Я не стал с ним спорить. Рассеянно кивнув, я пожевал свою сигару и опять углубился в платежные ведомости. Не знаю, сколько времени я таким образом проработал, но только, когда я поднял голову, он как ни в чем не бывало стоял подле моего стола и все так же улыбался.
— Почему бы вам не посмотреть, как я работаю, Муллинс? Прямо сейчас.
— К сожалению, я занят.
— На все это ушло бы каких-нибудь десять минут. Кстати, и купол ваш еще не разобран. Ваши ведомости вы можете захватить с собой, Муллинс. Уверяю, вы не пожалеете о потерянном времени.
Я взглянул на него повнимательнее. Он был прав, ведомости я действительно мог взять с собой на манеж, и потом он уже все равно успел сбить меня с толку, так что какие уж тут расчеты... Между тем он спокойно на меня смотрел. Я посмотрел ему в глаза и, представьте, вдруг поверил, что не пожалею, если посмотрю его номер.
Мы вышли из фургона. Купол был действительно не разобран, и я заодно обругал Уоррена, чтобы он поживее поворачивался с тентами. Потом мы прошли на манеж. Анжело задрал голову и уставился на стойку с трапециями, которая все еще болталась под куполом, я же насмешливо поинтересовался, не считает ли он ее несколько высокой. Он только пожал плечами, опять уставился на стойку, словно прикидывая ее высоту, и, наконец, повернулся ко мне.
— Дело в том, что я привык работать гораздо выше.
Сказав это, он принялся стягивать пиджак, но в этот момент я заметил, что предохранительную сетку уже успели убрать.

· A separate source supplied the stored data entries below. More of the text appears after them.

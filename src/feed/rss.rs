//! RSS 2.0 feed

use chrono::{DateTime, Utc};

use crate::config::SiteConfig;
use crate::content::Post;
use crate::helpers::{cdata, escape_xml, full_url};

/// Render the newest `config.feed_limit` posts as an RSS 2.0 document
///
/// Posts without a readable date are stamped with `now`.
pub fn render_rss(config: &SiteConfig, posts: &[Post], now: DateTime<Utc>) -> String {
    let site = config.base_url();

    let mut feed = String::new();
    feed.push_str("<?xml version=\"1.0\" encoding=\"UTF-8\"?>\n");
    feed.push_str("<rss version=\"2.0\">\n");
    feed.push_str("<channel>\n");
    feed.push_str(&format!("  <title>{}</title>\n", escape_xml(&config.title)));
    feed.push_str(&format!("  <link>{}</link>\n", escape_xml(site)));
    feed.push_str(&format!(
        "  <description>{}</description>\n",
        escape_xml(&config.description)
    ));
    feed.push_str(&format!(
        "  <language>{}</language>\n",
        escape_xml(&config.language)
    ));

    for post in posts.iter().take(config.feed_limit) {
        let url = escape_xml(&full_url(site, &post.path()));
        let pub_date = post.date().unwrap_or(now).to_rfc2822();
        let description = post.meta.description.as_deref().unwrap_or_default();

        feed.push_str("  <item>\n");
        feed.push_str(&format!(
            "    <title>{}</title>\n",
            escape_xml(&post.meta.title)
        ));
        feed.push_str(&format!("    <link>{}</link>\n", url));
        feed.push_str(&format!("    <guid>{}</guid>\n", url));
        feed.push_str(&format!("    <pubDate>{}</pubDate>\n", pub_date));
        feed.push_str(&format!(
            "    <description>{}</description>\n",
            cdata(description)
        ));
        feed.push_str("  </item>\n");
    }

    feed.push_str("</channel>\n");
    feed.push_str("</rss>\n");
    feed
}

— Придется отменить просмотр, — сказал я, — ничего не поделаешь. Сами видите, даже сетка уже упакована.
— Сетка мне не нужна.
— Что?
— Я никогда не работаю с сеткой.
— Хотите сломать себе шею в моем цирке и на моей трапеции? Должен вас разочаровать, моя страховка закончилась как раз сегодня. Так что я бы не стал рисковать на вашем месте...
— Не бойтесь, шеи я не сломаю и вообще не собираюсь вас подводить. Так что усаживайтесь поудобнее и внимательно следите за номером.
Я пожал плечами и уселся, рассудив, что речь в конце концов идет о его шее, а не о моей. Одновременно в голове у меня промелькнула надежда, что, возможно, доктор Липский еще не пьян в стельку, потому что сейчас, слава богу, еще утро. Взвесив все это, я молча кивнул Анжело и, разложив на коленях ведомости, углубился в цифры. Анжело тем временем быстро стянул с себя костюм и, оставшись в одном трико, перемахнул через барьер манежа и полез под купол, быстро перебирая ногами по веревочной лестнице. Спустя минуту из-под купола донесся его крик:
— Все в порядке, Муллинс! Готовы смотреть?
— Готов! — крикнул я и махнул рукой.
Он находился на высоте добрых ста футов, и поэтому кричать нам обоим приходилось изо всей мочи.
— Следите внимательно! — донесся его голос.
Я задрал голову и увидел его сидящим на стойке, в обеих руках у него было зажато по трапеции.
— Сейчас я отпущу свободную трапецию, а потом раскачаюсь и на лету прыгну на нее со своей! Поняли?
— Понял! — крикнул я в ответ, но на душе у меня стало совсем мерзко.
Дело в том, что по натуре своей я человек мягкий и терпеть не могу всяких криков. И потом в этот момент я подумал, что он мог бы не отрывать меня от важного дела, тем более что собирался демонстрировать на трапеции самые элементарные трюки. Анжело между тем выпустил из рук свободную трапецию; и когда она, описав в воздухе идеальный полукруг, снова вернулась к нему, оттолкнул ее от се6я еще сильнее. Потом, встав ногами на перекладину второй трапеции, он оторвался от стойки и понесся по воздуху. Снизу мне было видно, как он внимательно следил за свободной трапецией, рассчитывая момент для прыжка.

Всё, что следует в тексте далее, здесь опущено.